Work request = In the records below, find each line that holds "DeserializeOwned" and return it.
Top of Information provided
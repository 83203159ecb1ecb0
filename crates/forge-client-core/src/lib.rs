//! Core abstractions for the AgentForge workflow client.
//!
//! This crate provides the fundamental building blocks:
//! - Wire types (`AgentUpdate`, `ExecutionRequest`, `User`, ...)
//! - `AgentApi` and `TokenStore` traits with their error types
//! - `StateCell` - observable execution state with subscribe/notify

pub mod state;
pub mod traits;
pub mod types;

pub use state::{ExecutionPhase, ExecutionState, StateCell};
pub use traits::{AgentApi, ApiError, SessionId, StreamError, TokenStore, TokenStoreError, UpdateStream};
pub use types::{
    AgentUpdate, ExecuteResponse, ExecutionRequest, RunStatus, SessionSummary, StampedUpdate,
    Token, UpdateKind, User, WorkflowKind,
};

use anyhow::{Context, Result};
use serde::de::DeserializeOwned;
use serde::{Deserialize, Serialize};
use std::time::Duration;
use tracing::{debug, info, warn};
use url::Url;

use crate::config::ServiceConfig;
use crate::embeddings::Embedder;
use crate::generation::Generator;

/// Blocking client for an OpenAI-compatible embeddings and completions API
#[derive(Debug, Clone)]
pub struct OpenAiClient {
    base_url: Url,
    api_key: Option<String>,
    embedding_model: String,
    completion_model: String,
    max_tokens: u32,
    temperature: f32,
    batch_size: u32,
    agent: ureq::Agent,
}

#[derive(Debug, Serialize)]
struct EmbeddingRequest<'a> {
    model: &'a str,
    input: &'a [String],
}

#[derive(Debug, Deserialize)]
struct EmbeddingResponse {
    data: Vec<EmbeddingData>,
}

#[derive(Debug, Deserialize)]
struct EmbeddingData {
    index: usize,
    embedding: Vec<f32>,
}

#[derive(Debug, Serialize)]
struct CompletionRequest<'a> {
    model: &'a str,
    prompt: &'a str,
    max_tokens: u32,
    temperature: f32,
}

#[derive(Debug, Deserialize)]
struct CompletionResponse {
    choices: Vec<CompletionChoice>,
}

#[derive(Debug, Deserialize)]
struct CompletionChoice {
    text: String,
}

#[derive(Debug, Deserialize)]
pub struct ModelInfo {
    pub id: String,
    pub owned_by: Option<String>,
}

#[derive(Debug, Deserialize)]
struct ModelsResponse {
    data: Vec<ModelInfo>,
}

#[derive(Debug, Deserialize)]
pub struct ErrorResponse {
    pub error: ErrorDetail,
}

#[derive(Debug, Deserialize)]
pub struct ErrorDetail {
    pub message: String,
}

impl OpenAiClient {
    #[inline]
    pub fn new(config: &ServiceConfig) -> Result<Self> {
        let base_url = config
            .service_url()
            .context("Failed to generate service URL from config")?;

        let api_key = config.api_key();
        if api_key.is_none() {
            warn!(
                "No API key found in ${} or the settings file; requests will be unauthenticated",
                config.api_key_env
            );
        }

        Ok(Self {
            base_url,
            api_key,
            embedding_model: config.embedding_model.clone(),
            completion_model: config.completion_model.clone(),
            max_tokens: config.max_tokens,
            temperature: config.temperature,
            batch_size: config.batch_size,
            agent: build_agent(Duration::from_secs(config.timeout_seconds)),
        })
    }

    #[inline]
    pub fn with_timeout(mut self, timeout: Duration) -> Self {
        self.agent = build_agent(timeout);
        self
    }

    #[inline]
    pub fn base_url(&self) -> &Url {
        &self.base_url
    }

    /// Check that the service answers and lists the configured models
    #[inline]
    pub fn health_check(&self) -> Result<()> {
        debug!("Performing health check for {}", self.base_url);

        let models = self.list_models().context("Failed to list models")?;

        for model in [&self.embedding_model, &self.completion_model] {
            if !models.iter().any(|m| &m.id == model) {
                warn!("Model {} not listed by {}", model, self.base_url);
                return Err(anyhow::anyhow!(
                    "Model '{}' is not available at {}",
                    model,
                    self.base_url
                ));
            }
        }

        info!("Health check passed for {}", self.base_url);
        Ok(())
    }

    /// List the models the service exposes
    #[inline]
    pub fn list_models(&self) -> Result<Vec<ModelInfo>> {
        let url = self
            .base_url
            .join("models")
            .context("Failed to build models URL")?;

        debug!("Fetching available models from {}", url);

        let mut request = self.agent.get(url.as_str());
        if let Some(api_key) = &self.api_key {
            request = request.header("Authorization", format!("Bearer {}", api_key));
        }

        let response = request.call().context("Failed to reach service")?;
        let models: ModelsResponse = read_json(response).context("Failed to fetch models")?;

        debug!("Found {} models", models.data.len());
        Ok(models.data)
    }

    /// Embed texts in batches of at most `batch_size`
    #[inline]
    pub fn generate_embeddings_batch(&self, texts: &[String]) -> Result<Vec<Vec<f32>>> {
        if texts.is_empty() {
            return Ok(Vec::new());
        }

        debug!("Generating embeddings for {} texts", texts.len());

        let mut results = Vec::with_capacity(texts.len());
        for batch in texts.chunks(self.batch_size.max(1) as usize) {
            let embeddings = self
                .generate_embeddings_single_batch(batch)
                .with_context(|| format!("Failed to process batch of {} texts", batch.len()))?;
            results.extend(embeddings);
        }

        debug!("Generated {} embeddings total", results.len());
        Ok(results)
    }

    fn generate_embeddings_single_batch(&self, texts: &[String]) -> Result<Vec<Vec<f32>>> {
        let request = EmbeddingRequest {
            model: &self.embedding_model,
            input: texts,
        };

        let response: EmbeddingResponse = self
            .post_json("embeddings", &request)
            .context("Failed to generate embeddings")?;

        if response.data.len() != texts.len() {
            return Err(anyhow::anyhow!(
                "Mismatch between request and response counts: {} vs {}",
                texts.len(),
                response.data.len()
            ));
        }

        let mut data = response.data;
        data.sort_by_key(|item| item.index);

        Ok(data.into_iter().map(|item| item.embedding).collect())
    }

    /// Request a single completion and return its text unchanged
    #[inline]
    pub fn generate_completion(&self, prompt: &str) -> Result<String> {
        debug!("Requesting completion (prompt length: {})", prompt.len());

        let request = CompletionRequest {
            model: &self.completion_model,
            prompt,
            max_tokens: self.max_tokens,
            temperature: self.temperature,
        };

        let response: CompletionResponse = self
            .post_json("completions", &request)
            .context("Failed to generate completion")?;

        let choice = response
            .choices
            .into_iter()
            .next()
            .ok_or_else(|| anyhow::anyhow!("Completion response contained no choices"))?;

        debug!("Received completion of {} chars", choice.text.len());
        Ok(choice.text)
    }

    fn post_json<T: Serialize, R: DeserializeOwned>(&self, endpoint: &str, body: &T) -> Result<R> {
        let url = self
            .base_url
            .join(endpoint)
            .with_context(|| format!("Failed to build {} URL", endpoint))?;

        let request_json =
            serde_json::to_string(body).context("Failed to serialize request body")?;

        debug!("POST {}", url);

        let mut request = self
            .agent
            .post(url.as_str())
            .header("Content-Type", "application/json");
        if let Some(api_key) = &self.api_key {
            request = request.header("Authorization", format!("Bearer {}", api_key));
        }

        let response = request
            .send(&request_json)
            .with_context(|| format!("Request to {} failed", url))?;

        read_json(response)
    }
}

impl Embedder for OpenAiClient {
    #[inline]
    fn embed(&self, text: &str) -> Result<Vec<f32>> {
        self.generate_embeddings_single_batch(&[text.to_string()])?
            .into_iter()
            .next()
            .ok_or_else(|| anyhow::anyhow!("Embedding response was empty"))
    }

    #[inline]
    fn embed_batch(&self, texts: &[String]) -> Result<Vec<Vec<f32>>> {
        self.generate_embeddings_batch(texts)
    }
}

impl Generator for OpenAiClient {
    #[inline]
    fn complete(&self, prompt: &str) -> Result<String> {
        self.generate_completion(prompt)
    }
}

fn build_agent(timeout: Duration) -> ureq::Agent {
    ureq::Agent::config_builder()
        .timeout_global(Some(timeout))
        .http_status_as_error(false)
        .build()
        .into()
}

/// Decode a JSON body, turning non-success statuses into errors that carry the
/// service's own message when it sends one
fn read_json<R: DeserializeOwned>(mut response: ureq::http::Response<ureq::Body>) -> Result<R> {
    let status = response.status();
    let body = response
        .body_mut()
        .read_to_string()
        .context("Failed to read response body")?;

    if !status.is_success() {
        let message = serde_json::from_str::<ErrorResponse>(&body)
            .map(|e| e.error.message)
            .unwrap_or(body);
        warn!("Service returned HTTP {}: {}", status.as_u16(), message);
        return Err(anyhow::anyhow!("HTTP {}: {}", status.as_u16(), message));
    }

    serde_json::from_str(&body).context("Failed to parse response body")
}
Bottom of Information provided
Answer for the task =
use serde::de::DeserializeOwned;
    fn post_json<T: Serialize, R: DeserializeOwned>(&self, endpoint: &str, body: &T) -> Result<R> {
fn read_json<R: DeserializeOwned>(mut response: ureq::http::Response<ureq::Body>) -> Result<R> {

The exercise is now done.